### [DATA FOR THE TASK]
//! Fuzzy similarity used to rank candidates.

/// Case-insensitive similarity in `[0, 1]`.
pub fn similarity(a: &str, b: &str) -> f64 {
    strsim::normalized_levenshtein(&a.to_lowercase(), &b.to_lowercase())
}

#[cfg(test)]
mod tests {
    use super::*;

    #[test]
    fn test_similarity_bounds() {
        assert_eq!(similarity("Main", "main"), 1.0);
        assert_eq!(similarity("abc", "xyz"), 0.0);
        let partial = similarity("main.rs", "main");
        assert!(partial > 0.5 && partial < 1.0);
    }
}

### [WHAT YOU WILL DO]
Print the records again in full, exactly as they appear above.

### [OUTPUT BELOW]
//! Fuzzy similarity used to rank candidates.

/// Case-insensitive similarity in `[0, 1]`.
pub fn similarity(a: &str, b: &str) -> f64 {
    strsim::normalized_levenshtein(&a.to_lowercase(), &b.to_lowercase())
}

#[cfg(test)]
mod tests {
    use super::*;

    #[test]
    fn test_similarity_bounds() {
        assert_eq!(similarity("Main", "main"), 1.0);
        assert_eq!(similarity("abc", "xyz"), 0.0);
        let partial = similarity("main.rs", "main");
        assert!(partial > 0.5 && partial < 1.0);
    }
}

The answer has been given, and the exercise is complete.